Social media and online networks have made it easier for anti-Semitism to grow, experts say. "What a person wouldn't shout on the street, they can say online. In some ways, it's never been easier for anti-Semitism to spread," says Berkowitz.
The Kantor Center reported "a surge in online calls for the killing of Jews, for the extermination of Jews worldwide, and images of Jews being killed." Many of these incitements have occurred on Gab, a Twitter-like platform that the report called a "haven for extremists and racists," adding that other more popular social media platforms host pages that "denigrate and demonize Jews." The alleged gunman in the Pittsburgh synagogue shooting posted on Gab before the rampage.

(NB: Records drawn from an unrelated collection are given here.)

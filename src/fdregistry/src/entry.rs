// Registry entry types.  One FdKind per slot; the slot index is the native
// descriptor value itself.

use serde::{Deserialize, Serialize};

use sysdefs::constants::net_const::{SockFamily, SockProto, SockType};

/// What a registry slot currently describes.
#[derive(Clone, Debug, PartialEq, Eq, Hash, Serialize, Deserialize, Default)]
pub enum FdKind {
    /// No live descriptor occupies this index.
    #[default]
    Unused,
    /// A regular file.  `mode` holds `FILE_MODE_*` bits and `perm` the
    /// permission bits it was opened with.  The path is owned by the entry.
    File {
        /// `FILE_MODE_*` bits.
        mode: u32,
        /// Octal permission bits.
        perm: u32,
        /// Owned copy of the path, if the opener knew one.
        path: Option<String>,
    },
    /// A socket, with the portable triple it was created from.  Accepted
    /// sockets carry the listener's triple.
    Socket {
        /// Address family.
        family: SockFamily,
        /// Stream, datagram or raw.
        sock_type: SockType,
        /// Protocol.
        proto: SockProto,
    },
    /// One end of a pipe (or a FIFO, when it has a path).
    Pipe {
        /// Owned copy of the FIFO path, if any.
        path: Option<String>,
    },
}

impl FdKind {
    /// Convenience constructor for socket entries.
    pub fn socket(family: SockFamily, sock_type: SockType, proto: SockProto) -> Self {
        FdKind::Socket {
            family,
            sock_type,
            proto,
        }
    }

    /// True for anything but `Unused`.
    pub fn is_live(&self) -> bool {
        !matches!(self, FdKind::Unused)
    }

    /// The socket triple, if this entry is a socket.
    pub fn socket_info(&self) -> Option<(SockFamily, SockType, SockProto)> {
        match self {
            FdKind::Socket {
                family,
                sock_type,
                proto,
            } => Some((*family, *sock_type, *proto)),
            _ => None,
        }
    }

    /// The owned path of a file or pipe entry.
    pub fn path(&self) -> Option<&str> {
        match self {
            FdKind::File { path, .. } | FdKind::Pipe { path } => path.as_deref(),
            _ => None,
        }
    }
}
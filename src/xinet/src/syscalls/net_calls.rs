//! Socket wrappers.
//!
//! Every call takes the native descriptor value, translates the portable
//! arguments, makes the libc call and maps failure into a [`sysdefs::Error`].
//! Sockets, pipes and files the caller hands in are tracked in the shared
//! descriptor registry so that later calls (accept, recvfrom, getsockname)
//! know which family to decode addresses as.

use std::ffi::{CStr, CString};
use std::mem;
use std::os::unix::io::RawFd;

use log::{debug, error, trace};

use fdregistry::{FdKind, FdTable, SharedFdTable};
use sysdefs::constants::net_const::{
    OptLevel, SockFamily, SockOpt, SockProto, SockShutdown, SockType, HOSTNAME_MAX,
};
use sysdefs::data::net_struct::{NativeSockAddr, SockAddr};
use sysdefs::{Error, ErrorKind, Result};

use crate::interface::misc::{
    get_errno, handle_errno, handle_errno_or, ms_to_timeval, timeval_to_ms,
};
use crate::interface::XiConfig;

// glibc's value; the libc crate does not export it on every Linux target.
const EAI_NODATA: i32 = -5;

/// Portable socket layer bound to one descriptor registry.
#[derive(Debug, Clone)]
pub struct SocketLayer {
    fdtable: SharedFdTable,
}
use std::os::unix::io::RawFd;
use std::sync::Arc;

use log::{error, warn};
use parking_lot::Mutex;

use sysdefs::constants::fd_const::{
    FD_WARN_MARGIN, FILE_MODE_APPEND, FILE_MODE_READ, FILE_MODE_WRITE, FILE_PERM_USR_READ,
    FILE_PERM_USR_WRITE,
};
use sysdefs::{Error, ErrorKind, Result};

use crate::entry::FdKind;

/// The registry as handed to the socket layer: one owner creates it, every
/// layer that needs it holds a clone of the `Arc`.
pub type SharedFdTable = Arc<Mutex<FdTable>>;

// This is a fixed-size table indexed directly by the native fd.  Lookups are
// a bounds check plus a Vec index.  The table itself does no locking: all
// mutators take &mut self, and whoever shares it (see SharedFdTable) decides
// how access is serialized.

/// Descriptor registry.
#[derive(Debug, Clone)]
pub struct FdTable {
    slots: Vec<FdKind>,
    live: usize,
}

impl FdTable {
    /// An empty table with room for handles `0..capacity`.
    pub fn new(capacity: usize) -> Self {
        FdTable {
            slots: vec![FdKind::Unused; capacity],
            live: 0,
        }
    }

    /// A table with stdin, stdout and stderr already recorded as files.
    pub fn with_stdio(capacity: usize) -> Self {
        let mut table = FdTable::new(capacity);
        let stdio = [
            (0, FILE_MODE_READ, FILE_PERM_USR_READ),
            (1, FILE_MODE_WRITE | FILE_MODE_APPEND, FILE_PERM_USR_WRITE),
            (2, FILE_MODE_WRITE | FILE_MODE_APPEND, FILE_PERM_USR_WRITE),
        ];
        for (fd, mode, perm) in stdio {
            // capacity below 3 just means fewer std entries
            let _ = table.open(
                fd,
                FdKind::File {
                    mode,
                    perm,
                    path: None,
                },
            );
        }
        table
    }

    /// Number of slots.
    pub fn capacity(&self) -> usize {
        self.slots.len()
    }

    /// Number of live (non-`Unused`) slots.
    pub fn count(&self) -> usize {
        self.live
    }

    fn index(&self, fd: RawFd) -> Result<usize> {
        match usize::try_from(fd) {
            Ok(idx) if idx < self.slots.len() => Ok(idx),
            _ => {
                error!("fd {} outside registry range 0..{}", fd, self.slots.len());
                Err(Error::new(ErrorKind::BadDescriptor))
            }
        }
    }

    /// Records `kind` for `fd`, replacing whatever was there.  Returns `fd`.
    pub fn open(&mut self, fd: RawFd, kind: FdKind) -> Result<RawFd> {
        if !kind.is_live() {
            return Err(Error::new(ErrorKind::ArgsInvalid));
        }
        let idx = self.index(fd)?;

        // Re-using a handle value that was never closed through us (the
        // kernel recycled it) overwrites the slot without double counting.
        if !self.slots[idx].is_live() {
            self.live += 1;
        }
        self.slots[idx] = kind;

        if self.live > self.capacity().saturating_sub(FD_WARN_MARGIN) {
            warn!(
                "descriptor count {} is very close to the limit ({})",
                self.live,
                self.capacity()
            );
        }
        Ok(fd)
    }

    /// The entry for `fd`.  `None` when out of range or unused.
    pub fn get(&self, fd: RawFd) -> Option<&FdKind> {
        let idx = usize::try_from(fd).ok()?;
        self.slots.get(idx).filter(|kind| kind.is_live())
    }

    /// Clears the slot for `fd`, dropping any owned path.  Closing an unused
    /// slot is not an error and leaves the count alone.
    pub fn close(&mut self, fd: RawFd) -> Result<()> {
        let idx = self.index(fd)?;
        let old = std::mem::take(&mut self.slots[idx]);
        if old.is_live() {
            self.live -= 1;
        }
        Ok(())
    }

    /// Iterates over every live `(fd, kind)` pair, lowest fd first.
    pub fn iter(&self) -> impl Iterator<Item = (RawFd, &FdKind)> {
        self.slots
            .iter()
            .enumerate()
            .filter(|(_, kind)| kind.is_live())
            .map(|(idx, kind)| (idx as RawFd, kind))
    }

    /// Turns this table into the shared, lockable form the socket layer takes.
    pub fn into_shared(self) -> SharedFdTable {
        Arc::new(Mutex::new(self))
    }
}
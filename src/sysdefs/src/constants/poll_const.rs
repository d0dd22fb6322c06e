//! Poll event bits, registration interest and pollset options.

use serde::{Deserialize, Serialize};
use std::fmt;
use std::ops::{BitAnd, BitOr, BitOrAssign};

/// Portable readiness bits reported by a pollset.
#[derive(Clone, Copy, PartialEq, Eq, Hash, Default, Serialize, Deserialize)]
pub struct PollEvents(u16);

impl PollEvents {
    /// There is data to read.
    pub const IN: PollEvents = PollEvents(0x001);
    /// There is urgent data to read.
    pub const PRI: PollEvents = PollEvents(0x002);
    /// Writing now will not block.
    pub const OUT: PollEvents = PollEvents(0x004);
    /// Error condition (output only).
    pub const ERR: PollEvents = PollEvents(0x010);
    /// Hang up (output only).
    pub const HUP: PollEvents = PollEvents(0x020);
    /// Invalid request, fd not open (output only).
    pub const NVAL: PollEvents = PollEvents(0x040);

    const TABLE: [(PollEvents, i16); 6] = [
        (PollEvents::IN, libc::POLLIN),
        (PollEvents::PRI, libc::POLLPRI),
        (PollEvents::OUT, libc::POLLOUT),
        (PollEvents::ERR, libc::POLLERR),
        (PollEvents::HUP, libc::POLLHUP),
        (PollEvents::NVAL, libc::POLLNVAL),
    ];

    /// No bits set.
    pub const fn empty() -> Self {
        PollEvents(0)
    }

    /// Keeps only the known bits of `bits`.
    pub const fn from_bits_truncate(bits: u16) -> Self {
        PollEvents(bits & 0x077)
    }

    pub const fn bits(self) -> u16 {
        self.0
    }

    pub const fn is_empty(self) -> bool {
        self.0 == 0
    }

    /// True when every bit of `other` is set in `self`.
    pub const fn contains(self, other: PollEvents) -> bool {
        self.0 & other.0 == other.0
    }

    /// True when any bit of `other` is set in `self`.
    pub const fn intersects(self, other: PollEvents) -> bool {
        self.0 & other.0 != 0
    }

    /// Readable, or the peer hung up / errored (a read will not block).
    pub const fn is_readable(self) -> bool {
        self.intersects(PollEvents(0x001 | 0x002 | 0x010 | 0x020))
    }

    pub const fn is_writable(self) -> bool {
        self.intersects(PollEvents(0x004 | 0x010))
    }

    /// Translates to `pollfd.events` bits.
    pub fn to_poll_bits(self) -> i16 {
        Self::TABLE
            .iter()
            .filter(|(ev, _)| self.contains(*ev))
            .fold(0, |acc, (_, native)| acc | native)
    }

    /// Translates from `pollfd.revents` bits.
    pub fn from_poll_bits(native: i16) -> Self {
        Self::TABLE
            .iter()
            .filter(|(_, n)| native & n != 0)
            .fold(PollEvents::empty(), |acc, (ev, _)| acc | *ev)
    }

    /// Translates from `epoll_event.events` bits.
    pub fn from_epoll_bits(native: u32) -> Self {
        let table = [
            (PollEvents::IN, libc::EPOLLIN),
            (PollEvents::PRI, libc::EPOLLPRI),
            (PollEvents::OUT, libc::EPOLLOUT),
            (PollEvents::ERR, libc::EPOLLERR),
            (PollEvents::HUP, libc::EPOLLHUP | libc::EPOLLRDHUP),
        ];
        table
            .iter()
            .filter(|(_, n)| native & (*n as u32) != 0)
            .fold(PollEvents::empty(), |acc, (ev, _)| acc | *ev)
    }
}

impl BitOr for PollEvents {
    type Output = PollEvents;
    fn bitor(self, rhs: PollEvents) -> PollEvents {
        PollEvents(self.0 | rhs.0)
    }
}

impl BitOrAssign for PollEvents {
    fn bitor_assign(&mut self, rhs: PollEvents) {
        self.0 |= rhs.0;
    }
}

impl BitAnd for PollEvents {
    type Output = PollEvents;
    fn bitand(self, rhs: PollEvents) -> PollEvents {
        PollEvents(self.0 & rhs.0)
    }
}

impl fmt::Debug for PollEvents {
    fn fmt(&self, f: &mut fmt::Formatter<'_>) -> fmt::Result {
        let names = [
            (PollEvents::IN, "IN"),
            (PollEvents::PRI, "PRI"),
            (PollEvents::OUT, "OUT"),
            (PollEvents::ERR, "ERR"),
            (PollEvents::HUP, "HUP"),
            (PollEvents::NVAL, "NVAL"),
        ];
        let set: Vec<&str> = names
            .iter()
            .filter(|(ev, _)| self.contains(*ev))
            .map(|(_, n)| *n)
            .collect();
        write!(f, "PollEvents({})", set.join("|"))
    }
}

/// The single direction a registration waits for.
#[derive(Debug, Clone, Copy, PartialEq, Eq, Hash, Serialize, Deserialize)]
pub enum Interest {
    Readable,
    Writable,
}

impl Interest {
    /// The request bits this interest registers for.
    pub fn events(self) -> PollEvents {
        match self {
            Interest::Readable => PollEvents::IN,
            Interest::Writable => PollEvents::OUT,
        }
    }

    /// `epoll_event.events` bits for this interest.
    pub fn to_epoll_bits(self, edge_triggered: bool) -> u32 {
        let base = match self {
            Interest::Readable => libc::EPOLLIN | libc::EPOLLRDHUP,
            Interest::Writable => libc::EPOLLOUT,
        } as u32;
        if edge_triggered {
            base | libc::EPOLLET as u32
        } else {
            base
        }
    }

    /// The other direction.
    pub fn flipped(self) -> Interest {
        match self {
            Interest::Readable => Interest::Writable,
            Interest::Writable => Interest::Readable,
        }
    }
}

/// Portable option bit: serialize every pollset call behind its lock.
pub const POLLSET_OPT_USELOCK: i32 = 0x0000_0001;
/// Portable option bit: use epoll instead of plain poll(2).
pub const POLLSET_OPT_EPOLL: i32 = 0x0000_0002;

/// The demultiplexing primitive behind a pollset.
#[derive(Debug, Clone, Copy, PartialEq, Eq, Hash, Serialize, Deserialize, Default)]
#[serde(rename_all = "lowercase")]
pub enum PollBackend {
    /// `epoll_create1`/`epoll_ctl`/`epoll_wait`.
    #[default]
    Epoll,
    /// A `pollfd` array handed to poll(2) on each call.
    Poll,
}

/// Creation options for a pollset.
#[derive(Debug, Clone, Copy, PartialEq, Eq, Serialize, Deserialize, Default)]
#[serde(default)]
pub struct PollsetOptions {
    /// Hold the registration lock across the whole wait in `poll`.
    pub use_lock: bool,
    pub backend: PollBackend,
    /// Add `EPOLLET`.  Ignored by the poll(2) backend.
    pub edge_triggered: bool,
}

impl PollsetOptions {
    /// Decodes the portable `POLLSET_OPT_*` bits.  Unknown bits are ignored.
    pub fn from_bits(bits: i32) -> Self {
        PollsetOptions {
            use_lock: bits & POLLSET_OPT_USELOCK != 0,
            backend: if bits & POLLSET_OPT_EPOLL != 0 {
                PollBackend::Epoll
            } else {
                PollBackend::Poll
            },
            edge_triggered: false,
        }
    }

    /// Encodes back to the portable bits.
    pub fn bits(&self) -> i32 {
        let mut bits = 0;
        if self.use_lock {
            bits |= POLLSET_OPT_USELOCK;
        }
        if self.backend == PollBackend::Epoll {
            bits |= POLLSET_OPT_EPOLL;
        }
        bits
    }
}
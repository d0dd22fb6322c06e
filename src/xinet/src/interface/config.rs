//! Runtime configuration.
//!
//! Everything has a default, so a config file only needs the fields it
//! changes:
//!
//! ```json
//! { "fd_capacity": 1024, "pollset": { "backend": "poll", "use_lock": true } }
//! ```

use std::fs;
use std::path::Path;

use serde::{Deserialize, Serialize};

use fdregistry::{FdTable, FD_MAX};
use sysdefs::constants::net_const::DEFAULT_BACKLOG;
use sysdefs::constants::poll_const::PollsetOptions;
use sysdefs::{Error, ErrorKind, Result};

#[derive(Debug, Clone, PartialEq, Eq, Serialize, Deserialize)]
#[serde(default)]
pub struct XiConfig {
    /// Registry slots; descriptor values at or above this are rejected.
    pub fd_capacity: usize,
    /// Registrations per pollset, and events per poll call.
    pub pollset_capacity: usize,
    pub pollset: PollsetOptions,
    pub listen_backlog: i32,
}

impl Default for XiConfig {
    fn default() -> Self {
        XiConfig {
            fd_capacity: FD_MAX,
            pollset_capacity: 64,
            pollset: PollsetOptions::default(),
            listen_backlog: DEFAULT_BACKLOG,
        }
    }
}

impl XiConfig {
    /// Parses a JSON document.  Malformed input is `ArgsInvalid`.
    pub fn from_json_str(text: &str) -> Result<Self> {
        serde_json::from_str(text).map_err(|e| {
            log::error!("bad config: {}", e);
            Error::new(ErrorKind::ArgsInvalid)
        })
    }

    /// Reads and parses a JSON file.
    pub fn from_json_file<P: AsRef<Path>>(path: P) -> Result<Self> {
        let text = fs::read_to_string(path.as_ref()).map_err(|e| {
            log::error!("cannot read config {}: {}", path.as_ref().display(), e);
            match e.raw_os_error() {
                Some(errno) => Error::from_errno(errno),
                None => Error::new(ErrorKind::ArgsInvalid),
            }
        })?;
        Self::from_json_str(&text)
    }

    /// A registry sized per this config, with stdio pre-registered.
    pub fn new_fdtable(&self) -> FdTable {
        FdTable::with_stdio(self.fd_capacity)
    }
}
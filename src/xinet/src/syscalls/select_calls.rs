//! select(2) and its descriptor set.

use std::fmt;
use std::mem;
use std::os::unix::io::RawFd;

use sysdefs::{Error, ErrorKind, Result};

use crate::interface::misc::{handle_errno, ms_to_timeval};

/// A `libc::fd_set`.  Descriptors outside `0..FD_SETSIZE` are silently
/// ignored by every method, since the C macros have undefined behavior for
/// them.
#[derive(Clone, Copy)]
pub struct FdSet(libc::fd_set);

fn in_range(fd: RawFd) -> bool {
    fd >= 0 && (fd as usize) < libc::FD_SETSIZE as usize
}

impl FdSet {
    /// An empty set.
    pub fn new() -> Self {
        let raw = unsafe {
            let mut raw = mem::MaybeUninit::<libc::fd_set>::uninit();
            libc::FD_ZERO(raw.as_mut_ptr());
            raw.assume_init()
        };
        FdSet(raw)
    }

    pub fn zero(&mut self) {
        unsafe { libc::FD_ZERO(&mut self.0) };
    }

    pub fn set(&mut self, fd: RawFd) {
        if in_range(fd) {
            unsafe { libc::FD_SET(fd, &mut self.0) };
        }
    }

    pub fn clear(&mut self, fd: RawFd) {
        if in_range(fd) {
            unsafe { libc::FD_CLR(fd, &mut self.0) };
        }
    }

    pub fn is_set(&self, fd: RawFd) -> bool {
        in_range(fd) && unsafe { libc::FD_ISSET(fd, &self.0) }
    }

    pub fn is_empty(&self) -> bool {
        self.iter().next().is_none()
    }

    /// Members in ascending order.
    pub fn iter(&self) -> impl Iterator<Item = RawFd> + '_ {
        (0..libc::FD_SETSIZE as RawFd).filter(move |fd| self.is_set(*fd))
    }

    fn as_raw(set: Option<&mut FdSet>) -> *mut libc::fd_set {
        match set {
            Some(s) => &mut s.0 as *mut libc::fd_set,
            None => std::ptr::null_mut(),
        }
    }
}

impl Default for FdSet {
    fn default() -> Self {
        FdSet::new()
    }
}

impl fmt::Debug for FdSet {
    fn fmt(&self, f: &mut fmt::Formatter<'_>) -> fmt::Result {
        f.debug_set().entries(self.iter()).finish()
    }
}

/// Reference to Linux: https://man7.org/linux/man-pages/man2/select.2.html
///
/// Waits until a descriptor in one of the sets is ready.  On return the
/// sets hold only the ready descriptors.
///
/// Input:
///     - nfds: highest descriptor in any set, plus one; at most
///       `FD_SETSIZE`, since that is all an [`FdSet`] holds
///     - readfds / writefds / exceptfds: any may be `None`
///     - timeout_ms: a positive value bounds the wait; zero or negative
///       waits indefinitely
///
/// Return:
///     - On success: number of ready descriptors, 0 on timeout
///     - On failure: `ArgsInvalid` for an `nfds` outside `0..=FD_SETSIZE`,
///       otherwise `BadDescriptor`, `Interrupted`, `OutOfMemory`, or
///       `ArgsInvalid` for everything else
pub fn select(
    nfds: i32,
    readfds: Option<&mut FdSet>,
    writefds: Option<&mut FdSet>,
    exceptfds: Option<&mut FdSet>,
    timeout_ms: i32,
) -> Result<usize> {
    // the kernel reads and writes nfds bits of each set
    if nfds < 0 || nfds as usize > libc::FD_SETSIZE as usize {
        return Err(Error::new(ErrorKind::ArgsInvalid));
    }
    let mut tv = ms_to_timeval(timeout_ms.max(0));
    let tvp = if timeout_ms > 0 {
        &mut tv as *mut libc::timeval
    } else {
        std::ptr::null_mut()
    };
    let ret = unsafe {
        libc::select(
            nfds,
            FdSet::as_raw(readfds),
            FdSet::as_raw(writefds),
            FdSet::as_raw(exceptfds),
            tvp,
        )
    };
    if ret < 0 {
        return Err(handle_errno("select"));
    }
    Ok(ret as usize)
}
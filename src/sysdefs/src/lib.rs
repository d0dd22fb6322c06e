//! Definitions shared by the registry, the socket layer and the pollset.
//!
//! `constants` holds the portable enum values and their translation to the
//! native (libc) constants, the poll event bits and the error taxonomy.
//! `data` holds the portable socket address and its conversion to and from
//! the native `sockaddr_*` structures.

pub mod constants;
pub mod data;

pub use constants::err_const::{Error, ErrorKind, Result};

The "same anti-Semitic conspiracies" and "wild exaggerations" seen in the past have not gone away, says Berkowitz. He cites George Soros, a Hungarian-born Jewish billionaire, as an example. Soros, an 88-year-old liberal political activist and donor, has become a major target for right-wing groups and conspiracy theorists around the world. Berkowitz says Soros is being used as a "political device" to "spread anti-Semitism and to divide people."
It's not just about Jews, says Kalenova. "It's about the strength of our democratic values. Anyone can become a victim."
Stopping anti-Semitism is the job for a society that needs to "educate itself," Kalenova adds. "Teachers, journalists, police––anyone who can reach people––must take it into their hands to understand what discrimination, and inciting hatred looks like, and to help others identify it," she says.